Find the lines below that include the word "RetryPolicy" and report how many there are, with no other text.
** Opening Data records block **
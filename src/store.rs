use std::{
    fs,
    io::{self, Write},
    path::{Path, PathBuf},
};

use parking_lot::Mutex;

use crate::{wire::StoredTokens, Credential, StoreError};

/// Durable home for the access/refresh token pair.
///
/// Read once when a client is built, written after every successful
/// refresh, cleared on logout and on irrecoverable refresh failure.
pub trait TokenStore: Send + Sync {
    fn load(&self) -> Result<Option<Credential>, StoreError>;
    fn save(&self, credential: &Credential) -> Result<(), StoreError>;
    fn clear(&self) -> Result<(), StoreError>;
}

/// Process-local store; tokens do not survive a restart.
#[derive(Debug, Default)]
pub struct MemoryTokenStore {
    slot: Mutex<Option<Credential>>,
}

impl MemoryTokenStore {
    pub fn new() -> Self {
        Self::default()
    }

    pub fn with_credential(credential: Credential) -> Self {
        Self {
            slot: Mutex::new(Some(credential)),
        }
    }
}

impl TokenStore for MemoryTokenStore {
    fn load(&self) -> Result<Option<Credential>, StoreError> {
        Ok(self.slot.lock().clone())
    }

    fn save(&self, credential: &Credential) -> Result<(), StoreError> {
        *self.slot.lock() = Some(credential.clone());
        Ok(())
    }

    fn clear(&self) -> Result<(), StoreError> {
        self.slot.lock().take();
        Ok(())
    }
}

/// Stores tokens as a small JSON document on disk.
///
/// A missing file loads as "no credential"; clearing removes the file.
/// Saves go through a temporary file in the same directory that is renamed
/// over the target, so a crash never leaves a truncated document behind.
#[derive(Clone, Debug)]
pub struct FileTokenStore {
    path: PathBuf,
}

impl FileTokenStore {
    pub fn new(path: impl Into<PathBuf>) -> Self {
        Self { path: path.into() }
    }

    pub fn path(&self) -> &Path {
        &self.path
    }

    fn io_error(&self, source: io::Error) -> StoreError {
        StoreError::Io {
            path: self.path.clone(),
            source,
        }
    }
}

impl TokenStore for FileTokenStore {
    fn load(&self) -> Result<Option<Credential>, StoreError> {
        let content = match fs::read_to_string(&self.path) {
            Ok(content) => content,
            Err(err) if err.kind() == io::ErrorKind::NotFound => return Ok(None),
            Err(err) => return Err(self.io_error(err)),
        };
        let stored: StoredTokens = serde_json::from_str(&content)?;
        Ok(Some(Credential::new(stored.access_token, stored.refresh_token)))
    }

    fn save(&self, credential: &Credential) -> Result<(), StoreError> {
        let dir = match self.path.parent().filter(|p| !p.as_os_str().is_empty()) {
            Some(parent) => {
                fs::create_dir_all(parent).map_err(|err| self.io_error(err))?;
                parent
            }
            None => Path::new("."),
        };
        let stored = StoredTokens {
            access_token: credential.access_token().to_owned(),
            refresh_token: credential.refresh_token().to_owned(),
        };
        let content = serde_json::to_vec_pretty(&stored)?;

        let mut staged = tempfile::NamedTempFile::new_in(dir).map_err(|err| self.io_error(err))?;
        staged
            .write_all(&content)
            .and_then(|()| staged.as_file().sync_all())
            .map_err(|err| self.io_error(err))?;
        staged
            .persist(&self.path)
            .map_err(|err| self.io_error(err.error))?;
        Ok(())
    }

    fn clear(&self) -> Result<(), StoreError> {
        match fs::remove_file(&self.path) {
            Ok(()) => Ok(()),
            Err(err) if err.kind() == io::ErrorKind::NotFound => Ok(()),
            Err(err) => Err(self.io_error(err)),
        }
    }
}
//! `taskdeck-http` is a resilient async HTTP client for the TaskDeck REST API.
//!
//! Every request issued through [`TaskDeckClient`] gets:
//! - bounded retries with longer cool-downs for server errors than for
//!   connectivity failures ([`RetryPolicy`])
//! - transparent recovery from expired access tokens: one single-flight
//!   refresh shared by all concurrent callers, then one replay
//!   ([`CredentialManager`])
//! - a structured error taxonomy instead of raw transport errors ([`ApiError`])
//!
//! [`CachedResource`] adds a TTL read-through cache in front of one
//! high-traffic collection.

mod cache;
mod client;
mod credentials;
mod defaults;
mod error;
mod health;
mod options;
mod query;
mod resource;
mod retry;
mod store;
mod transport;
mod wire;

pub use cache::{CacheState, EntityCache, Keyed, DEFAULT_TTL};
pub use client::{TaskDeckClient, TaskDeckClientBuilder, REFRESH_PATH};
pub use credentials::{Credential, CredentialManager};
pub use defaults::{apply_create_defaults, ResourceKind};
pub use error::{ApiError, RefreshError, StoreError, TransportError};
pub use health::{HealthStatus, HEALTH_CHECK_PATH};
pub use options::ClientOptions;
pub use query::Query;
pub use resource::CachedResource;
pub use retry::{RetryCause, RetryPolicy};
pub use store::{FileTokenStore, MemoryTokenStore, TokenStore};
pub use transport::{ReqwestTransport, Transport};
pub use wire::{ApiRequest, ApiResponse, RequestBody};

pub use tokio_util::sync::CancellationToken;

pub type Result<T> = std::result::Result<T, ApiError>;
** Closing Data records block **
*Result of this task:* 2